Your answer should repeat every line of the records below in which the word "persistence" appears.
::::
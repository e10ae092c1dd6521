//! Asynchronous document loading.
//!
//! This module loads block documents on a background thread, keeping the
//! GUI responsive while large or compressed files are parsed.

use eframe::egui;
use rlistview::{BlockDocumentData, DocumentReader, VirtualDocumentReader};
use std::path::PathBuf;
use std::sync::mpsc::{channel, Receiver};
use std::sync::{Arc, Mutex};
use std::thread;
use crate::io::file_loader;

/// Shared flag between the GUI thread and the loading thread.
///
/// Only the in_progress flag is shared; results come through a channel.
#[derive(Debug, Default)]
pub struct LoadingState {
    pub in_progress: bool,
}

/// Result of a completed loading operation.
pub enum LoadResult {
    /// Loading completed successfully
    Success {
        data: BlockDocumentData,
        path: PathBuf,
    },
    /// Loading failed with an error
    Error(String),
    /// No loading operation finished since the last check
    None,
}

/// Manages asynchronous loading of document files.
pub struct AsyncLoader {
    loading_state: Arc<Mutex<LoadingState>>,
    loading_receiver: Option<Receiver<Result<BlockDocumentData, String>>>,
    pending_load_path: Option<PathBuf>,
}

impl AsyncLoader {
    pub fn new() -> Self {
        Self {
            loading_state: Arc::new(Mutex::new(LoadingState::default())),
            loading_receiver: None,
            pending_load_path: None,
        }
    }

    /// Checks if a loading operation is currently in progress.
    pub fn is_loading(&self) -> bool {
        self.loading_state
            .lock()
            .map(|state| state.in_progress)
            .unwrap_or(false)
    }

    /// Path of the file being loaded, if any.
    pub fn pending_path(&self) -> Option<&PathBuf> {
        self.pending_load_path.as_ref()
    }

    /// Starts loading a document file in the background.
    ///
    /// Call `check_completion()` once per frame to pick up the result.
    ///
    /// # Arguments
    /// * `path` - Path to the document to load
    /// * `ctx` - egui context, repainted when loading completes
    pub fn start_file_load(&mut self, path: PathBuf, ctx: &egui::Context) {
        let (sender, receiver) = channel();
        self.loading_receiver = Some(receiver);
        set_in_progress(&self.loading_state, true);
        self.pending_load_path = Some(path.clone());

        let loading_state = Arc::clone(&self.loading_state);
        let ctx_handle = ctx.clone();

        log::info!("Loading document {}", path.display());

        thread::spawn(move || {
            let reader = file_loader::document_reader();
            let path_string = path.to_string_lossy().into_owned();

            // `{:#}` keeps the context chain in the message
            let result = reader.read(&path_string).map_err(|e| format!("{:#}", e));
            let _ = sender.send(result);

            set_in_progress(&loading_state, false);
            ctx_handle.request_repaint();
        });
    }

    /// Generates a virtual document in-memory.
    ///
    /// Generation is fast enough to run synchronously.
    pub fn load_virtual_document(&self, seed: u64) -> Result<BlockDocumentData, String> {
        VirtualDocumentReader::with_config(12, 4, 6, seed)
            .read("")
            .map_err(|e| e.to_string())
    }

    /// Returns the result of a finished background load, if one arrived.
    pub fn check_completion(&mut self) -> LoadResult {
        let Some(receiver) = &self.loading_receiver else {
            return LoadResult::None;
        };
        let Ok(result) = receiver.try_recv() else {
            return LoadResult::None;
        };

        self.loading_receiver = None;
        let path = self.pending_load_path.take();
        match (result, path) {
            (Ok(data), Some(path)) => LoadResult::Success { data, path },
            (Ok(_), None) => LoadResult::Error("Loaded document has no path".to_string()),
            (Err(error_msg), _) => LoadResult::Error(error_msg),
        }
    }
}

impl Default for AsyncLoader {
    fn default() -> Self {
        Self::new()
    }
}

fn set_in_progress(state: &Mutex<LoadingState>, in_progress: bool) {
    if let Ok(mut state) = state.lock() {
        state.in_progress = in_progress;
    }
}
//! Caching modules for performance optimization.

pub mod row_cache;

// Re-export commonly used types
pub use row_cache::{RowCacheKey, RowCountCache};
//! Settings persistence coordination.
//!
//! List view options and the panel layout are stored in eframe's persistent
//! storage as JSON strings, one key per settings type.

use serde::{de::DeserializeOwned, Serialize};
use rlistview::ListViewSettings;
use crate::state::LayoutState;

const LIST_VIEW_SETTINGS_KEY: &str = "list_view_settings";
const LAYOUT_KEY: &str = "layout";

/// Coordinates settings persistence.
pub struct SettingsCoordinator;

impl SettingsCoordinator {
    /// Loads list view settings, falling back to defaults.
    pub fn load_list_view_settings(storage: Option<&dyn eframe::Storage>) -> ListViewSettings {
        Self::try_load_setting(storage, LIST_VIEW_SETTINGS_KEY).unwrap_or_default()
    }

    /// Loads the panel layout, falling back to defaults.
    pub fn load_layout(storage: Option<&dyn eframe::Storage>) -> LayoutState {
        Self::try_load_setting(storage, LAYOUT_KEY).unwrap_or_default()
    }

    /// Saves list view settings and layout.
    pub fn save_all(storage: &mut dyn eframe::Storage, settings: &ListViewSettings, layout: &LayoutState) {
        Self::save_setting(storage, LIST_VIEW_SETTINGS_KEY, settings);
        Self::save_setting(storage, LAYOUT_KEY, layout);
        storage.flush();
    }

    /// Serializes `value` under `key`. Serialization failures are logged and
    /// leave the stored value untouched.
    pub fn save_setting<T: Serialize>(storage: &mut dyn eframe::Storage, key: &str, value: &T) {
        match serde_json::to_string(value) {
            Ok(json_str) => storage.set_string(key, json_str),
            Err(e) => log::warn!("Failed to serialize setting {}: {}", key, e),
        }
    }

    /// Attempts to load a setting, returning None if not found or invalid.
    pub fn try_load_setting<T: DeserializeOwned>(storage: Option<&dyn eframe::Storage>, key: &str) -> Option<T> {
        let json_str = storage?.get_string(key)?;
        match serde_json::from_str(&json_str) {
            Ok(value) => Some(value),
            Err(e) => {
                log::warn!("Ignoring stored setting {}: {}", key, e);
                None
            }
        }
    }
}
::::
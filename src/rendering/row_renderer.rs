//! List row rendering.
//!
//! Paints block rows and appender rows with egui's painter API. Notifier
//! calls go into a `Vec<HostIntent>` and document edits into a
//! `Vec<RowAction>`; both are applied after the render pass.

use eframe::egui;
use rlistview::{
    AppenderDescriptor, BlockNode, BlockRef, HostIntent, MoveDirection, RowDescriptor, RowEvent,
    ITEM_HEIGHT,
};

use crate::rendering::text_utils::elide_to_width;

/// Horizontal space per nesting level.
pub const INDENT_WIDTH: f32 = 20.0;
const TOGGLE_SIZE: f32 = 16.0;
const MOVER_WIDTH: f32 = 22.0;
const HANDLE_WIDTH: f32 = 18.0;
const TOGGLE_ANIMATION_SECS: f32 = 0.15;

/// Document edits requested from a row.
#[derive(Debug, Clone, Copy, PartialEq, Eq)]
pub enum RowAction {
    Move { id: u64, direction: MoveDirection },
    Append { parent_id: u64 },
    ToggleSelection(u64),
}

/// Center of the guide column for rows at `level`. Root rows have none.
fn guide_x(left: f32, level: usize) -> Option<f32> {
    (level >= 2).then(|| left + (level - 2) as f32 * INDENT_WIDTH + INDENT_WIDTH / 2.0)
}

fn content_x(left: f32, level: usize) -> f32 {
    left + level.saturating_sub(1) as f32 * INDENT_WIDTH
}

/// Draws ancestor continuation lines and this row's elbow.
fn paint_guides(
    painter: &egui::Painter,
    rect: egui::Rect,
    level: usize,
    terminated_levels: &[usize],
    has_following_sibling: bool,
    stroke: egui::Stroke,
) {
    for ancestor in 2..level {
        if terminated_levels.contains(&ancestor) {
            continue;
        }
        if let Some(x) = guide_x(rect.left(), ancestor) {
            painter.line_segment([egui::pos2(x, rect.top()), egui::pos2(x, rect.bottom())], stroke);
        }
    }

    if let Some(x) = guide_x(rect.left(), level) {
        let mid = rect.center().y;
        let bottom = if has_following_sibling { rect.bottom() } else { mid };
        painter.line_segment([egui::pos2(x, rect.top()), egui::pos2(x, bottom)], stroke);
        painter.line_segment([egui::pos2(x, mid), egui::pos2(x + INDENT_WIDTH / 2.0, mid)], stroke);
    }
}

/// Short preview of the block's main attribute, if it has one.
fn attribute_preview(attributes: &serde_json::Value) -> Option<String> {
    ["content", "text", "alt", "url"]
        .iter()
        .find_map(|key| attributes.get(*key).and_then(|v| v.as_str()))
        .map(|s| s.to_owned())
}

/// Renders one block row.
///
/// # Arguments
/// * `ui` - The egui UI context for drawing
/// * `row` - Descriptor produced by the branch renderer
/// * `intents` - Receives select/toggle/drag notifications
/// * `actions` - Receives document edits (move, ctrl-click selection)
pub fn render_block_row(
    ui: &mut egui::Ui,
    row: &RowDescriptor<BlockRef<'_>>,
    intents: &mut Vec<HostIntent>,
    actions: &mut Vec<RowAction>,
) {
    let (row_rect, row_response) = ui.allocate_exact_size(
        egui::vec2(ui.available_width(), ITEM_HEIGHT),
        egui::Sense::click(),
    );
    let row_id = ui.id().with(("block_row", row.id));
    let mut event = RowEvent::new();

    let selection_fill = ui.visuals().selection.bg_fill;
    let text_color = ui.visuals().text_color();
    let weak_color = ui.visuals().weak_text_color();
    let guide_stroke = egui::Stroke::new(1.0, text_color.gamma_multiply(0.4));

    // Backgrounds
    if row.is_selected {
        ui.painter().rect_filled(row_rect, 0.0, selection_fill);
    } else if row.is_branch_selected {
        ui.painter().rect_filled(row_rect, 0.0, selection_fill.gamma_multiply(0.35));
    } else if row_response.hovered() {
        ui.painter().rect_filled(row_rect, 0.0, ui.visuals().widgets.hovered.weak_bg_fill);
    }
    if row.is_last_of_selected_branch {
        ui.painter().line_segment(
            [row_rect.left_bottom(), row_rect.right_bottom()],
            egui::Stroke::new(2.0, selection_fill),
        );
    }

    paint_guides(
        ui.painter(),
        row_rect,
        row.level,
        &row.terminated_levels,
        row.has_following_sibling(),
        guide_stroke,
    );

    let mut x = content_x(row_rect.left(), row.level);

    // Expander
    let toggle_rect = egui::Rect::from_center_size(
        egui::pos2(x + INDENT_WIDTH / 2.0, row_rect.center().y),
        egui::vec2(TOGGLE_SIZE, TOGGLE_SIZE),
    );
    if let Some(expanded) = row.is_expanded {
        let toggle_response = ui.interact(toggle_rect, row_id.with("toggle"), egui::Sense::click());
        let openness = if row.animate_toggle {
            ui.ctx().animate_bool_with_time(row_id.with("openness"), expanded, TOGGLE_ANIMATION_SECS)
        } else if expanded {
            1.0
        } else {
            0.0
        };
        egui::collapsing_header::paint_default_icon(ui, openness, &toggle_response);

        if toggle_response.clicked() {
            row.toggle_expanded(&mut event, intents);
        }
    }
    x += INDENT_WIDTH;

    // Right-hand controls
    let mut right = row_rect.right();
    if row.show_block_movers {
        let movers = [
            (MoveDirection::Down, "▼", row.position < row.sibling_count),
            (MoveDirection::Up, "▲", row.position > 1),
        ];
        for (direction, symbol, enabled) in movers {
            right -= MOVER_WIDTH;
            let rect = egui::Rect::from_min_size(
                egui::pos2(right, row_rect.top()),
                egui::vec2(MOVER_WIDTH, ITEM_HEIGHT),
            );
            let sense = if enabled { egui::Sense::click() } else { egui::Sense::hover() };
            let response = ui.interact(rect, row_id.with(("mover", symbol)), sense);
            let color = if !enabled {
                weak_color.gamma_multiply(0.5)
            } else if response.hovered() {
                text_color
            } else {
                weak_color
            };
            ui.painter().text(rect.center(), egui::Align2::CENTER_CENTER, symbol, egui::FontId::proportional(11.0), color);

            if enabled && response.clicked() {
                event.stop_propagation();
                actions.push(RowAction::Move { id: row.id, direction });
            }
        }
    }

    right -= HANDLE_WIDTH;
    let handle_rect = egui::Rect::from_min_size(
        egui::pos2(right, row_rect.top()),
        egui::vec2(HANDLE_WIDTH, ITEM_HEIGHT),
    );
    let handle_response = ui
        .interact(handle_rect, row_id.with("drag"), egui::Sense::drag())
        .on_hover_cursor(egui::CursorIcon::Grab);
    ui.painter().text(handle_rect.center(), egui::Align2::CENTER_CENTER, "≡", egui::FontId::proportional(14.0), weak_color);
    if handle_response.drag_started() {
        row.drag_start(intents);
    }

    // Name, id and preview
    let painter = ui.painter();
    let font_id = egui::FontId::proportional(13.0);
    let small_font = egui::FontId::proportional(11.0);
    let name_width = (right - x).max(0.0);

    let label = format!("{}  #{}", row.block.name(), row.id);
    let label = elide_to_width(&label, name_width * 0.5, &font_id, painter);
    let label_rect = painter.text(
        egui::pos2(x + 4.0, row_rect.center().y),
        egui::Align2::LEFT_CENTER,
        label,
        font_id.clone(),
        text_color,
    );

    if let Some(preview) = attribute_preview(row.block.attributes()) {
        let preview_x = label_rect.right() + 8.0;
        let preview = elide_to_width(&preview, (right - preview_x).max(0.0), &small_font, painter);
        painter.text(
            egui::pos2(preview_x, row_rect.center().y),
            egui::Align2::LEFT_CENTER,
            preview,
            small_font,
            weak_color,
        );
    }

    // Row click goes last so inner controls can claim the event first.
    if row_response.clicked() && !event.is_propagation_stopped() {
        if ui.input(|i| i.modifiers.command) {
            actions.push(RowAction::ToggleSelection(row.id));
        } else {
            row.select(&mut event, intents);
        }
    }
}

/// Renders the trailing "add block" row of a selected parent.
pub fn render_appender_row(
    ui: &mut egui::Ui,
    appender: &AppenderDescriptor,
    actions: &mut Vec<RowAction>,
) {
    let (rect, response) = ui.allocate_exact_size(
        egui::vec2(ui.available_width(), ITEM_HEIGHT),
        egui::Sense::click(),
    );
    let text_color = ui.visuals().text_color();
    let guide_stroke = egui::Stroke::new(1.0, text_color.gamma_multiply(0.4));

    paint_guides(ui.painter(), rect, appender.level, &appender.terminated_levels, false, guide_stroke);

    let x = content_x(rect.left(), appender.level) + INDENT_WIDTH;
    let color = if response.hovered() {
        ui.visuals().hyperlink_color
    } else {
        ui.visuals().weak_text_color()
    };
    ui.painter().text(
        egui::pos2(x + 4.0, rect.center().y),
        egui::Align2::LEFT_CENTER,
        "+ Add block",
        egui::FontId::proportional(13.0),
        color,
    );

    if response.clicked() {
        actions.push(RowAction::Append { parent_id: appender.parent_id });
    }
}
::::
#### [OUTPUT OF THE TASK]
//! Settings persistence coordination.
/// Coordinates settings persistence.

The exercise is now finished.